------ Data listing

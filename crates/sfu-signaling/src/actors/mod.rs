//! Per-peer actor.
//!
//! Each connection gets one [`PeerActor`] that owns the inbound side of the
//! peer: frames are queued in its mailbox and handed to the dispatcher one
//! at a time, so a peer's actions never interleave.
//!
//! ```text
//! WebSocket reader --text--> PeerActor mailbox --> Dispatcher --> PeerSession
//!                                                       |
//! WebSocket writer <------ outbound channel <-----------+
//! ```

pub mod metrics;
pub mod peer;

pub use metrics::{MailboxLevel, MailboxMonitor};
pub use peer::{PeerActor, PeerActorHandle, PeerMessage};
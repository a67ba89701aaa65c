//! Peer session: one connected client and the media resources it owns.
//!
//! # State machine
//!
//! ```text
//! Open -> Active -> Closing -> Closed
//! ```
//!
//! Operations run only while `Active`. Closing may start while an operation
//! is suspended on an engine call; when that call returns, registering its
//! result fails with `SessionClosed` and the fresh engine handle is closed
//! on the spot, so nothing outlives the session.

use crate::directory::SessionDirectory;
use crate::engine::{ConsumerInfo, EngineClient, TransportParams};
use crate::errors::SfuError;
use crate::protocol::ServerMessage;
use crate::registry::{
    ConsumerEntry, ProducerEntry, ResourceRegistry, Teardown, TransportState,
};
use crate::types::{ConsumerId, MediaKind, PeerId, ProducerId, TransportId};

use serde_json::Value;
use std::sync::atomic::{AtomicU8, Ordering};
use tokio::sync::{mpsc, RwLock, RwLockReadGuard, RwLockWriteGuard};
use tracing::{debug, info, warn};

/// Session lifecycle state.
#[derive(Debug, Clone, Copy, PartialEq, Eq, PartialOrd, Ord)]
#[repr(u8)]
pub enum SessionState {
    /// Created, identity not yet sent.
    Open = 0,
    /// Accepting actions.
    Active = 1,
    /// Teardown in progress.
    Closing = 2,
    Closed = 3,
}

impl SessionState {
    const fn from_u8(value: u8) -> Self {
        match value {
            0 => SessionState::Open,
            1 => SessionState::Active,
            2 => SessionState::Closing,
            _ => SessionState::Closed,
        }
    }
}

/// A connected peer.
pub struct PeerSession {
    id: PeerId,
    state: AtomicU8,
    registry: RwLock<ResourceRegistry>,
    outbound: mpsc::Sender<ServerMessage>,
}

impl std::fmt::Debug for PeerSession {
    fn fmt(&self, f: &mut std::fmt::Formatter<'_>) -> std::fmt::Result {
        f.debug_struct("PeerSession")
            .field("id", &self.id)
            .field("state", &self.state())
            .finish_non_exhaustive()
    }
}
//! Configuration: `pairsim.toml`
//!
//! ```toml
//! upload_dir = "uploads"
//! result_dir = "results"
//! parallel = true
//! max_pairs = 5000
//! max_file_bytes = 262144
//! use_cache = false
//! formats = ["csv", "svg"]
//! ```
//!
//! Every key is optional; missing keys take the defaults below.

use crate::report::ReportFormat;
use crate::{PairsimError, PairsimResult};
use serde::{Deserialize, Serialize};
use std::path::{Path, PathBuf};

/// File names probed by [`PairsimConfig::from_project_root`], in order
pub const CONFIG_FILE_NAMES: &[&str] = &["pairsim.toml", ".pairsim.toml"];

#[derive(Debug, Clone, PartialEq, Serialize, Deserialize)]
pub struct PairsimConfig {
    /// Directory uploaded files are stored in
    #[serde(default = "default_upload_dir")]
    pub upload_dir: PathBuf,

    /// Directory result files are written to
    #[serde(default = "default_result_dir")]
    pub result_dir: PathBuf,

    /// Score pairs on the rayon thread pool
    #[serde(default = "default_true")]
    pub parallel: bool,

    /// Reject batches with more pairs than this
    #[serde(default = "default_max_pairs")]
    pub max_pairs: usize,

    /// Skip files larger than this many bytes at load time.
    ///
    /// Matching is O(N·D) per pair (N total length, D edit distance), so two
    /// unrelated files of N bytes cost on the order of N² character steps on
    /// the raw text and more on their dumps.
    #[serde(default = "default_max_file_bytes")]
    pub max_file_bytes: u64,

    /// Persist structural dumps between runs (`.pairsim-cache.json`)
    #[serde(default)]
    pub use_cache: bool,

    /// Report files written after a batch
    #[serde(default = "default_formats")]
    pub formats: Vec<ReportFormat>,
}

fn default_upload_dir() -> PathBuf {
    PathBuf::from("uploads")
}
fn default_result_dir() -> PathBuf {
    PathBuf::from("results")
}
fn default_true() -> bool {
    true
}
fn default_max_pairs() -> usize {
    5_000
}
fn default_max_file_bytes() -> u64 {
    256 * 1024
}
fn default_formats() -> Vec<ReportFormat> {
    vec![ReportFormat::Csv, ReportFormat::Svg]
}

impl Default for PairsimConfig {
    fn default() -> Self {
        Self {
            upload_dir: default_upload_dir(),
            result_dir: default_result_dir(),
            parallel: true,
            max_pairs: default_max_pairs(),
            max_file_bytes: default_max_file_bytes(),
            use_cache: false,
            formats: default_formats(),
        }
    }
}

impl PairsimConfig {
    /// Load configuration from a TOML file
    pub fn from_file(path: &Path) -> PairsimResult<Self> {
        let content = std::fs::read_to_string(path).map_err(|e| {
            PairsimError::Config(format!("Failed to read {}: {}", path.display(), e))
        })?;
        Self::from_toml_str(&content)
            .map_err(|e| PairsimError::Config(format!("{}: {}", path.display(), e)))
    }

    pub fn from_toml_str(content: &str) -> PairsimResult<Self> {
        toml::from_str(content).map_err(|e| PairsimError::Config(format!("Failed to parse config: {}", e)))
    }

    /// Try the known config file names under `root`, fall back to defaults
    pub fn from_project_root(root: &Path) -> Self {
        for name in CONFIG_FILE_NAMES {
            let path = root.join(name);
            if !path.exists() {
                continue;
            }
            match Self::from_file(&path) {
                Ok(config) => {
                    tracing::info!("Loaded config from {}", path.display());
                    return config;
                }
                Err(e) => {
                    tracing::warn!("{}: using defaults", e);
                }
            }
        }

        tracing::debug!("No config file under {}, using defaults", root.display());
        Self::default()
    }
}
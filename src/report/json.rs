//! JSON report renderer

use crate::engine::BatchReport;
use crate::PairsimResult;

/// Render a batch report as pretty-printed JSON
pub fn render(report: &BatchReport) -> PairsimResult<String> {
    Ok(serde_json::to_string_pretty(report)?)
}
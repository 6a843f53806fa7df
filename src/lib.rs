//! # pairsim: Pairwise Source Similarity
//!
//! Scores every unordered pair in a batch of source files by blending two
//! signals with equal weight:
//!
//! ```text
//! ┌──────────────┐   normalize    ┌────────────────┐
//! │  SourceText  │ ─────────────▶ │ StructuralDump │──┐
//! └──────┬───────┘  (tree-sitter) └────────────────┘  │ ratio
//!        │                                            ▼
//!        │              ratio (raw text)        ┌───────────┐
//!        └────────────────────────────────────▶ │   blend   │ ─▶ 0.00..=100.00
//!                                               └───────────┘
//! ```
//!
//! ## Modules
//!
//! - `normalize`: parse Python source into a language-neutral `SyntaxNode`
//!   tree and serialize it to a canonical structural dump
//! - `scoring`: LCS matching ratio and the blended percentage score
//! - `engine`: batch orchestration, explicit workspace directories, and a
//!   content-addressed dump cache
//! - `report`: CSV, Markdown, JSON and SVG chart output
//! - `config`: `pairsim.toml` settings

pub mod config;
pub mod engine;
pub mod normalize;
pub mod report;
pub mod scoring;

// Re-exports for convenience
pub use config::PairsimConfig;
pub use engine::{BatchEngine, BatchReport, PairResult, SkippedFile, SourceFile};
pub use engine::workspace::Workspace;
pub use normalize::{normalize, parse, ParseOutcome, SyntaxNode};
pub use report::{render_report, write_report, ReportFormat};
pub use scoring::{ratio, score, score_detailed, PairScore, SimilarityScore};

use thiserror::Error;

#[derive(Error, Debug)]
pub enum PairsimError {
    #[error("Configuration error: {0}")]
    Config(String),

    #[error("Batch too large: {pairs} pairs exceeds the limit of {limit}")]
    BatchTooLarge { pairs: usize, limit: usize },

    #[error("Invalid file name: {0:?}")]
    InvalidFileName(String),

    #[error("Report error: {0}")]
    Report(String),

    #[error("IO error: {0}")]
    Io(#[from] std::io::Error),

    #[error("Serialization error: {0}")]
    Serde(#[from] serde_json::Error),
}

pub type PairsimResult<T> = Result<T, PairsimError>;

------------

§ **Your assignment**
Your reply must be one number, namely the count of lines above that hold the string "more".

§ **Solution to this exercise**
2